Ekonomik kriz adına sürekli çözüm arayışı içinde olan Yunanistan’da mali krizin çözüldüğüne yönelik henüz somut işaretler olmaması ve ileri zamanda devletin daha olumsuz senaryolarla karşılaşma olasılığı, halkı alışveriş çılgınlığına yöneltti. Cebinde parası bulunan ve birikimi olan Yunanistan halkının, son zamanlarda gerek nakit gerekse de para kartları marifeti ile dayanıklı tüketim mallarından altına kadar hatta lüks giyim sektörüne yönelmeye başladığı ifade ediliyor.
Komşudaki finansal tablonun ve krizin daha da büyüyeceğini, drahmiye geçilmesi halinde ceplerindeki paranın değer yitireceği, hatta banka hesaplarındaki nakitin bir kısmına, aynı Rum Kesimi’nde olduğu gibi el konulacağı tahmininde bulunan Yunan halkının, alışverişe hücum etmeye ve mal almaya başladığı ifade ediliyor.
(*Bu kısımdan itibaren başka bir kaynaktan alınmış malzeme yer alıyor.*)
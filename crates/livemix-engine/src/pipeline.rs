//! State shared between the mixer and its loop threads.

use std::sync::atomic::{AtomicBool, Ordering};
use std::sync::Arc;
use std::thread::{self, JoinHandle};
use std::time::{Duration, Instant};

use crossbeam_channel::{Receiver, RecvTimeoutError};
use tracing::{debug, info, trace, warn};

use livemix_audio::AudioCaptureUnit;
use livemix_capture::VideoCaptureUnit;
use livemix_types::{AudioBuffer, MixerStats, SampleBuffer, VideoMixerMode, MIXED_TRACK};

use crate::clock::DisplayClock;
use crate::metrics::MixerMetrics;
use crate::output::{MixerId, OutputRegistry};
use crate::screen::Screen;

/// Longest a loop blocks before rechecking its stop flag.
pub const LOOP_POLL_INTERVAL: Duration = Duration::from_millis(50);

/// How often the display loop logs statistics.
const STATS_LOG_INTERVAL: Duration = Duration::from_secs(5);

pub(crate) struct Pipeline {
    pub(crate) id: MixerId,
    pub(crate) video: Arc<VideoCaptureUnit>,
    pub(crate) audio: Arc<AudioCaptureUnit>,
    pub(crate) screen: Arc<Screen>,
    pub(crate) outputs: OutputRegistry,
    pub(crate) metrics: MixerMetrics,
    pub(crate) clock: Arc<dyn DisplayClock>,
    pub(crate) running: AtomicBool,
}

impl Pipeline {
    pub(crate) fn is_running(&self) -> bool {
        self.running.load(Ordering::SeqCst)
    }

    /// Discard items queued while the loops were not consuming.
    pub(crate) fn drain(&self) {
        let stale = self.video.passthrough().try_iter().count()
            + self.video.output().try_iter().count()
            + self.audio.output().try_iter().count();
        if stale > 0 {
            debug!(stale, "Discarded stale buffers");
        }
    }

    /// Current counters, including drops owned by the capture units.
    pub(crate) fn stats(&self) -> MixerStats {
        self.metrics
            .snapshot(self.video.dropped_frames(), self.audio.dropped_buffers())
    }

    fn report(&self) {
        self.metrics
            .report(self.video.dropped_frames(), self.audio.dropped_buffers());
    }

    fn dispatch_video(&self, buffer: &SampleBuffer) {
        for (_, output) in self.outputs.snapshot().iter() {
            output.on_mixed_video(self.id, MIXED_TRACK, buffer);
        }
        self.metrics.record_video_dispatched();
    }

    fn dispatch_audio(&self, buffer: &AudioBuffer, when: Duration) {
        for (_, output) in self.outputs.snapshot().iter() {
            output.on_mixed_audio(self.id, MIXED_TRACK, buffer, when);
        }
        self.metrics.record_audio_dispatched();
    }

    fn render(&self, at: Instant) {
        if self.screen.settings().mode != VideoMixerMode::Offscreen {
            return;
        }
        if self.video.is_suspended() {
            self.metrics.record_tick_skipped();
            return;
        }

        match self.screen.make_sample_buffer(at) {
            Some(buffer) => {
                self.metrics.record_screen_rendered();
                self.dispatch_video(&buffer);
            }
            None => {
                trace!("Nothing to composite");
                self.metrics.record_tick_skipped();
            }
        }
    }
}

/// Stop flag owned by one run of the loops.
///
/// Each start hands its loops a fresh flag, so loops of a run that is still
/// being joined never observe a later start.
pub(crate) type RunFlag = Arc<AtomicBool>;

/// Spawn the four loop threads for one run. If any spawn fails the ones
/// already started are stopped and joined.
pub(crate) fn spawn_loops(
    pipeline: &Arc<Pipeline>,
    run: &RunFlag,
) -> std::io::Result<Vec<JoinHandle<()>>> {
    let ticks = pipeline.clock.subscribe();
    let loops: [(&str, Box<dyn FnOnce(Arc<Pipeline>, RunFlag) + Send>); 4] = [
        ("passthrough", Box::new(passthrough_loop)),
        ("video", Box::new(video_output_loop)),
        ("audio", Box::new(audio_output_loop)),
        (
            "display",
            Box::new(move |pipeline: Arc<Pipeline>, run: RunFlag| {
                display_loop(pipeline, run, ticks)
            }),
        ),
    ];

    let mut handles = Vec::with_capacity(loops.len());
    for (name, body) in loops {
        let shared = Arc::clone(pipeline);
        let flag = Arc::clone(run);
        let spawned = thread::Builder::new()
            .name(format!("{}-{}", pipeline.id, name))
            .spawn(move || body(shared, flag));

        match spawned {
            Ok(handle) => handles.push(handle),
            Err(e) => {
                warn!(name, "Failed to spawn loop: {}", e);
                run.store(false, Ordering::SeqCst);
                pipeline.running.store(false, Ordering::SeqCst);
                for handle in handles {
                    let _ = handle.join();
                }
                return Err(e);
            }
        }
    }

    Ok(handles)
}

fn passthrough_loop(pipeline: Arc<Pipeline>, run: RunFlag) {
    debug!("Passthrough loop starting");
    let frames = pipeline.video.passthrough();
    while run.load(Ordering::SeqCst) {
        match frames.recv_timeout(LOOP_POLL_INTERVAL) {
            Ok(frame) => pipeline.screen.append(frame),
            Err(RecvTimeoutError::Timeout) => {}
            Err(RecvTimeoutError::Disconnected) => break,
        }
    }
    debug!("Passthrough loop stopped");
}

fn video_output_loop(pipeline: Arc<Pipeline>, run: RunFlag) {
    debug!("Video output loop starting");
    let frames = pipeline.video.output();
    while run.load(Ordering::SeqCst) {
        match frames.recv_timeout(LOOP_POLL_INTERVAL) {
            Ok(buffer) => pipeline.dispatch_video(&buffer),
            Err(RecvTimeoutError::Timeout) => {}
            Err(RecvTimeoutError::Disconnected) => break,
        }
    }
    debug!("Video output loop stopped");
}

fn audio_output_loop(pipeline: Arc<Pipeline>, run: RunFlag) {
    debug!("Audio output loop starting");
    let buffers = pipeline.audio.output();
    while run.load(Ordering::SeqCst) {
        match buffers.recv_timeout(LOOP_POLL_INTERVAL) {
            Ok((buffer, when)) => pipeline.dispatch_audio(&buffer, when),
            Err(RecvTimeoutError::Timeout) => {}
            Err(RecvTimeoutError::Disconnected) => break,
        }
    }
    debug!("Audio output loop stopped");
}

fn display_loop(pipeline: Arc<Pipeline>, run: RunFlag, mut ticks: Receiver<Instant>) {
    debug!("Display loop starting");
    let mut frame_rate = pipeline.clock.frame_rate();
    let mut last_report = Instant::now();

    while run.load(Ordering::SeqCst) {
        let current = pipeline.clock.frame_rate();
        if current != frame_rate {
            debug!(frame_rate = current, "Resubscribing to display clock");
            frame_rate = current;
            ticks = pipeline.clock.subscribe();
        }

        match ticks.recv_timeout(LOOP_POLL_INTERVAL) {
            Ok(at) => pipeline.render(at),
            Err(RecvTimeoutError::Timeout) => {}
            Err(RecvTimeoutError::Disconnected) => {
                warn!("Display clock disconnected, resubscribing");
                thread::sleep(LOOP_POLL_INTERVAL);
                ticks = pipeline.clock.subscribe();
            }
        }

        // Periodic status logging
        if last_report.elapsed() >= STATS_LOG_INTERVAL {
            pipeline.report();
            last_report = Instant::now();
        }
    }

    info!("Display loop stopped");
}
Yunan halkının yaklaşık yüzde 44’ünün yoksulluk içinde olduğu, 50 bine yakın vatandaşın da işten çıkarıldığı belirtilirken, vatandaşın büyük kısmının, bankalardaki “para çekim kotası” sebebiyle kazançları ve birikimlerini “eski” taktiklerle sakladığı ifade ediliyor.
Böylece yastık aldı, hatta buzdolabı, çorap ve çamaşır içinde bile para biriktirenler olduğu belirtilirken, cebinde parası olanların, şimdilerde dayanıklı tüketim malları, lüks giyim eşyaları hatta altın ve mücevher satın almaya başladığı haberi geliyor.
Yunanistan genelindeki bankalardan çekilen paraların yaklaşık yüzde 40’ının yabancı hesaplara gönderildiği tahmin ediliyor. Bunun yanısıra Yunan bankalarında nakiti olanların da, gece yarısı ATM bakmaya çıktığı, boşalmamış bir ATM bulmak için uğraştığı bilgisi verildi. Bunun yanısıra bazı Yunan vatandaşlarının, daha kötü durumda görünmemek adına vergi borçlarını hesaplattıkları ve erken ödeme yapma yolunu tercihn ettiği de belirtiliyor
Bazı insanlar, arabalarını ellerinden çıkarıp motosiklet satın alırken, sene başında lüks otomobil satışlarında patlama yaşandığı, bunun Rum Kesimi ve Rusya’daki gibi “krizden önce alma” isteğinin rol oynadığı öne sürülüyor.
Uluslararası bir haber ajansının verdiği habere göre Yunanistan’da Chanel markalı eşyaların, nakitten daha değerli olduğu ifade edilirken, Yunan hükümetiyle kreditörler arasındaki yeni görüşmelerden çıkacak en iyi sonuçta bile, euro’nun değerinin düşeceğinden ya da drahmiye dönülmesi durumunda ellerinde yanlış para biriminin kalacağından korkutuyor. Birçok Yunan, “Parayı şimdi mi harcamalı, yoksa harcamayıp buharlaşıp gitmesini izlemeli?” şeklinde kendisine sorduğunu, küçük işlerde çalışıp, günlük ücret alanların bile “Paramı alacaklarsa, onlardan önce ben harcayayım!” düşüncesinde olduğu ifade edildi. Buzdolabı, çamaşır makinesi gibi dayanıklı tüketim mallarının satışlarında son dönemde büyük sıçrama olduğu söylenirken, dükkan sahipleri de, halkın özellikle nakit ya da banka kartlarıyla alışveriş yaptığını belirtiyor. Mağaza yetkilileri, vitrinde teşhir için konulmuş malların bile satıldığına dikkat çekiyor. Mücevher talebinin de hayli yükseldiğini belirten esnaf, fiyatı 1 milyon euro’yu bulan mücevherlerin bile istendiğini anlatırken, “Yine de bazılarına satış yapmayı tercih etmiyoruz. Özellikle yabancı bankalar üzerinde elektronik transfer yoluyla alım yapmak isteyenleri geri çeviriyoruz” dediği belirtildi.